Stored data:
═══

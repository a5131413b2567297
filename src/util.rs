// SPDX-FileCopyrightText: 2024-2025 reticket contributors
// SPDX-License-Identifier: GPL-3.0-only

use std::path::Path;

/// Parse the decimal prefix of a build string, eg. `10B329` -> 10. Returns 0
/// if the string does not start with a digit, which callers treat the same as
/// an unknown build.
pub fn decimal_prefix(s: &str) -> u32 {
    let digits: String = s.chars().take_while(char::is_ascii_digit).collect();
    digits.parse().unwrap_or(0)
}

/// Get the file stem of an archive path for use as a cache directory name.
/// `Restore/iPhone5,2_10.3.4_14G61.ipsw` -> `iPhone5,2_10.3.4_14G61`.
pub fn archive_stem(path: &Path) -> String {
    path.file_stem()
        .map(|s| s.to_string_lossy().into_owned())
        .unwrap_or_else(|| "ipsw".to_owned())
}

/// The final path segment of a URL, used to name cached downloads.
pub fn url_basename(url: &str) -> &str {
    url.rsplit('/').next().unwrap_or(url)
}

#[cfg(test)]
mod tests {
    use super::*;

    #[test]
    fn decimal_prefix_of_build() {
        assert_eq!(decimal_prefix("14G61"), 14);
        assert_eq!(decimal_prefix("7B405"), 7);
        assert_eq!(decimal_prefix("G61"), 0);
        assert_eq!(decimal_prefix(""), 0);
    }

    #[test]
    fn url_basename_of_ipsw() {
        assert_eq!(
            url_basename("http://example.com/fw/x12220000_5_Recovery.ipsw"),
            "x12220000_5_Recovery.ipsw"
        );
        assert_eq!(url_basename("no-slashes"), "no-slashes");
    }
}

═══

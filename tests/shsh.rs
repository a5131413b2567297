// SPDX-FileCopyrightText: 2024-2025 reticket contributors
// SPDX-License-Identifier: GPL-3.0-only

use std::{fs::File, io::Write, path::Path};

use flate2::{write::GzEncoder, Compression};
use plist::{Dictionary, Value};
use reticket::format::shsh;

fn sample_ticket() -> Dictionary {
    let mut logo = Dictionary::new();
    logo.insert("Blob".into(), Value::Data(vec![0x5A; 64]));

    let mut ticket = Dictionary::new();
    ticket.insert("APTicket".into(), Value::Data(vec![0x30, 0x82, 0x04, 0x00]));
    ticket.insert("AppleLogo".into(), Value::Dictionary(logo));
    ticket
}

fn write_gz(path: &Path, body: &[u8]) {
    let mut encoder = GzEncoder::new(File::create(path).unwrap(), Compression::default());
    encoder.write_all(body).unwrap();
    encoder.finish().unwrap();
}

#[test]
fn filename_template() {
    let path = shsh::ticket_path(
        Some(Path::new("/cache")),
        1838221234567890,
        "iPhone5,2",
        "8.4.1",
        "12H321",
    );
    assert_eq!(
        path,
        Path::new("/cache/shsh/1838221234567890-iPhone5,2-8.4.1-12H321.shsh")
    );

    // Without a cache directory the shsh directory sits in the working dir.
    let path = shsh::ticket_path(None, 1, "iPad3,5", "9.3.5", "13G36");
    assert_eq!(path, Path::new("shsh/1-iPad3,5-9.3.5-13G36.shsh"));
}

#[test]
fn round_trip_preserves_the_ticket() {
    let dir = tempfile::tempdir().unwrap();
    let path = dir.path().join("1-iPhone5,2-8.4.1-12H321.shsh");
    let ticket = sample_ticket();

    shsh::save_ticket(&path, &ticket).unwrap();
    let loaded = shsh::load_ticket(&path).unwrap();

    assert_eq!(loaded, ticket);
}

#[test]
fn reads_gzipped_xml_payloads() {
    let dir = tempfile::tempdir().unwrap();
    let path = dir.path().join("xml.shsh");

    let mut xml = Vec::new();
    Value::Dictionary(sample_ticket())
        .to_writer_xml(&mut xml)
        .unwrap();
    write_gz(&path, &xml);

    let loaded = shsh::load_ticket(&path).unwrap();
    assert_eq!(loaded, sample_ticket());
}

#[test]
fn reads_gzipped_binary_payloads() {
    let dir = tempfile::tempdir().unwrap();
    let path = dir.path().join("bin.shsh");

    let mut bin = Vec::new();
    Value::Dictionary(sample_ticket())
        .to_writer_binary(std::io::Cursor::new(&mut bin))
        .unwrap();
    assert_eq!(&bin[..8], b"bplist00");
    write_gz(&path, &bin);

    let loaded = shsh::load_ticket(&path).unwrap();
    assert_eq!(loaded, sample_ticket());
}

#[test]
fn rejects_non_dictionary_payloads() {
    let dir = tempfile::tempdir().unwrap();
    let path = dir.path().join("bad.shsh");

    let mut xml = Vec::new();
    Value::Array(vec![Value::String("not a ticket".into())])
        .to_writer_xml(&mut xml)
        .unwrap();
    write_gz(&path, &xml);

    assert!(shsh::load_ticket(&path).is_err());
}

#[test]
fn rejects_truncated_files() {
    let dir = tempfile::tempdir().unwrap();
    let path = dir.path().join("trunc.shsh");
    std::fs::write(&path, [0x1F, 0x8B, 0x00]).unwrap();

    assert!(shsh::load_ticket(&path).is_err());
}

═══

**About this task**
Isolate the lines above that contain the word "Compression" and copy them.

**Your solution**
use flate2::{write::GzEncoder, Compression};
    let mut encoder = GzEncoder::new(File::create(path).unwrap(), Compression::default());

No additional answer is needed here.